On 10 May, it published a statement declaring itself to be active in the city of Tripoli, Lebanon, threatening to "strike the apostates among the Nusayris, the Rawafid, and the Druze" there.

On 21 May, the newspaper An-Nahar published an interview with the head of Saraya Ansar al-Sunnah's Sharia division Abu al-Fath al-Shami, who stated that the militant organisation was founded in secret in Idlib prior to the fall of the previous Syrian government. According to him, the organisation came out of secrecy in order to publicly distance themselves from the regime of Ahmed al-Sharaa, who he described as an untrustworthy tyrant. He also stated that the organisation contained members who had defected from HTS, along with defectors from other militias and civilians who had joined the group. Describing the organisation's priorities, he stated that they do not currently see a need to confront the Syrian transitional regime's military forces, despite having declared them to be apostates. According to him, the organisation is presently focused on attacking Alawites, Druze, Shiites, and the SDF forces in Northeast Syria.

On 10 June 2025, Saraya Ansar al-Sunnah claimed responsibility for killing a former Assad Regime member and injuring another in Dijabijja, Homs Governorate and killed an Alawite man in Tartus.

On 22 June 2025, at least one attacker opened fire and detonated an explosive device inside the Greek Orthodox Mar Elias Church as people were praying in Damascus, Syria, killing at least 25 people and injuring 63 others. The Syrian Ministry of Interior said the Islamic State was responsible for the attack, while Saraya Ansar al-Sunnah claimed responsibility for the attack.

On 12 July 2025, wildfires broke out in Latakia which were purposefully set by Saraya Ansar al-Sunnah who took responsibility for it though Syria's leader of the Ministry of Interior, Anas Khattab, claimed there was no evidence of arson even as forces investigate. The wild fires started a day prior and also spread to Idlib, the targets of arson are rugged mountains and dozens of teams have worked to stop these fires.

During the Southern Syria clashes in July, the organisation said that it would expand its sectarian attacks to include the Druze community in Suwayda.

The group claimed responsibility for the Imam Ali Mosque attack, which took place in December 2025.
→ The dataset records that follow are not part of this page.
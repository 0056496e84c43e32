// src/normalizer.rs - Resizes captured frames into the buffer shared with the engine
use crate::error::CaptureError;
use crate::session::Orientation;
use crate::source::{RawFrame, ResolutionPolicy};
use image::imageops::{self, FilterType};
use image::RgbaImage;
use std::sync::{Arc, PoisonError, RwLock, RwLockReadGuard, RwLockWriteGuard};
use tracing::debug;

/// Pixel buffer shared between the normalizer (writer), the bridge and the
/// engine worker (readers). Dimensions never change for a given buffer;
/// a resize produces a new `SharedTexture` with a new generation.
#[derive(Debug, Clone)]
pub struct SharedTexture {
    pixels: Arc<RwLock<RgbaImage>>,
    width: u32,
    height: u32,
    generation: u64,
}

impl SharedTexture {
    pub fn new(image: RgbaImage, generation: u64) -> Self {
        let (width, height) = image.dimensions();
        Self {
            pixels: Arc::new(RwLock::new(image)),
            width,
            height,
            generation,
        }
    }

    pub fn width(&self) -> u32 {
        self.width
    }

    pub fn height(&self) -> u32 {
        self.height
    }

    pub fn dimensions(&self) -> (u32, u32) {
        (self.width, self.height)
    }

    pub fn generation(&self) -> u64 {
        self.generation
    }

    pub fn read(&self) -> RwLockReadGuard<'_, RgbaImage> {
        self.pixels.read().unwrap_or_else(PoisonError::into_inner)
    }

    fn write(&self) -> RwLockWriteGuard<'_, RgbaImage> {
        self.pixels.write().unwrap_or_else(PoisonError::into_inner)
    }

    /// Stable address of the pixel storage, handed to native code. Valid
    /// while any clone of this texture is alive.
    pub fn native_handle(&self) -> *const u8 {
        self.read().as_raw().as_ptr()
    }

    pub fn same_buffer(&self, other: &SharedTexture) -> bool {
        Arc::ptr_eq(&self.pixels, &other.pixels)
    }

    /// Copies `image` into the existing storage. Dimensions must match.
    /// Native code holding `native_handle` reads without taking the lock.
    fn copy_from(&self, image: &RgbaImage) -> bool {
        if image.dimensions() != self.dimensions() {
            return false;
        }
        let mut guard = self.write();
        let dst: &mut [u8] = &mut guard;
        dst.copy_from_slice(image.as_raw());
        true
    }
}

/// Pair of per-hand occlusion mask buffers, RGBA-sized.
#[derive(Debug, Clone)]
pub struct MaskBuffers {
    pub first: Arc<RwLock<Vec<u8>>>,
    pub second: Arc<RwLock<Vec<u8>>>,
    width: u32,
    height: u32,
}

impl MaskBuffers {
    pub fn new(width: u32, height: u32) -> Self {
        let len = width as usize * height as usize * 4;
        Self {
            first: Arc::new(RwLock::new(vec![0; len])),
            second: Arc::new(RwLock::new(vec![0; len])),
            width,
            height,
        }
    }

    pub fn dimensions(&self) -> (u32, u32) {
        (self.width, self.height)
    }

    pub fn len(&self) -> usize {
        self.first.read().unwrap_or_else(PoisonError::into_inner).len()
    }

    pub fn is_empty(&self) -> bool {
        self.len() == 0
    }
}

/// Output of one normalization pass.
#[derive(Debug, Clone)]
pub struct NormalizedFrame {
    pub texture: SharedTexture,
    pub second: Option<SharedTexture>,
    pub masks: MaskBuffers,
    pub orientation: Orientation,
    pub front_facing: bool,
    /// True when this pass replaced the buffers.
    pub reallocated: bool,
}

impl NormalizedFrame {
    pub fn dimensions(&self) -> (u32, u32) {
        self.texture.dimensions()
    }
}

pub struct FrameNormalizer {
    policy: ResolutionPolicy,
    texture: Option<SharedTexture>,
    second: Option<SharedTexture>,
    masks: Option<MaskBuffers>,
    generation: u64,
}

impl FrameNormalizer {
    pub fn new(policy: ResolutionPolicy) -> Self {
        Self {
            policy,
            texture: None,
            second: None,
            masks: None,
            generation: 0,
        }
    }

    pub fn policy(&self) -> ResolutionPolicy {
        self.policy
    }

    /// Takes effect on the next frame.
    pub fn set_policy(&mut self, policy: ResolutionPolicy) {
        self.policy = policy;
    }

    pub fn current(&self) -> Option<&SharedTexture> {
        self.texture.as_ref()
    }

    pub fn masks(&self) -> Option<&MaskBuffers> {
        self.masks.as_ref()
    }

    pub fn dimensions(&self) -> Option<(u32, u32)> {
        self.texture.as_ref().map(SharedTexture::dimensions)
    }

    /// Replaces the buffers with blank ones of exactly `width` x `height`.
    /// Returns false if the size was already current.
    pub fn resize(&mut self, width: u32, height: u32) -> bool {
        if self.dimensions() == Some((width, height)) {
            return false;
        }
        self.install(RgbaImage::new(width, height), None);
        true
    }

    fn install(&mut self, image: RgbaImage, second: Option<RgbaImage>) {
        let (width, height) = image.dimensions();
        self.generation += 1;
        debug!(width, height, generation = self.generation, "Reallocating frame buffers");
        // New buffers are fully populated before they replace the old ones;
        // readers holding the previous texture keep a valid buffer.
        let texture = SharedTexture::new(image, self.generation);
        let second = second.map(|img| SharedTexture::new(img, self.generation));
        let masks = MaskBuffers::new(width, height);
        self.texture = Some(texture);
        self.second = second;
        self.masks = Some(masks);
    }

    fn scaled(&self, image: &RgbaImage, target: (u32, u32)) -> RgbaImage {
        if image.dimensions() == target {
            image.clone()
        } else {
            imageops::resize(image, target.0, target.1, FilterType::Triangle)
        }
    }

    pub fn normalize(&mut self, raw: &RawFrame) -> Result<NormalizedFrame, CaptureError> {
        let (w, h) = raw.dimensions();
        let target = self.policy.target_for(w, h);
        if target.0 == 0 || target.1 == 0 {
            return Err(CaptureError::NoFrame);
        }

        let image = self.scaled(&raw.image, target);
        let second = raw.second.as_ref().map(|s| self.scaled(s, target));

        let stereo_changed = second.is_some() != self.second.is_some();
        let reuse = !stereo_changed && self.dimensions() == Some(target);
        if reuse {
            if let Some(current) = &self.texture {
                current.copy_from(&image);
            }
            if let (Some(dst), Some(src)) = (&self.second, &second) {
                dst.copy_from(src);
            }
        } else {
            self.install(image, second);
        }
        let reallocated = !reuse;

        let (Some(texture), Some(masks)) = (self.texture.clone(), self.masks.clone()) else {
            return Err(CaptureError::NoFrame);
        };
        Ok(NormalizedFrame {
            texture,
            second: self.second.clone(),
            masks,
            orientation: raw.orientation,
            front_facing: raw.front_facing,
            reallocated,
        })
    }

    /// Drops every buffer. Clones held elsewhere stay valid until dropped.
    pub fn release(&mut self) {
        self.texture = None;
        self.second = None;
        self.masks = None;
    }
}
In 2026, according to a United Nations report, Saraya Ansar al-Sunnah attempted to assassinate Syrian president Ahmed al-Sharaa, Interior Minister Anas Hasan Khattab, and Foreign Minister Asaad al-Shaibani in areas of northern Aleppo and Daraa. The report stated that these assassination attempts were done by Islamic State operatives under the cover of Saraya Ansar al-Sunnah and with the support of Saraya Ansar al-Sunnah.

==Ideology==
Its stated goal is to establish an Islamic state in Syria that excludes Alawites, Druze, Christians, and Shia through lone wolf attacks.

== Relations with ISIS ==
According to the Institute for the Study of War, the group "appears to support IS and share its extremist ideology." Though the group has denied that it cooperates with ISIS, it has stated that cooperation with it "may happen in the future and will be announced as it happens." Abu al-Fath al-Shami, head of Saraya Ansar al-Sunnah's Sharia division, stated that the organisation has not pledged allegiance to ISIS's leader and is not affiliated with him, but added that "whoever agrees with us in pure monotheism and sincere jihad has our brotherhood."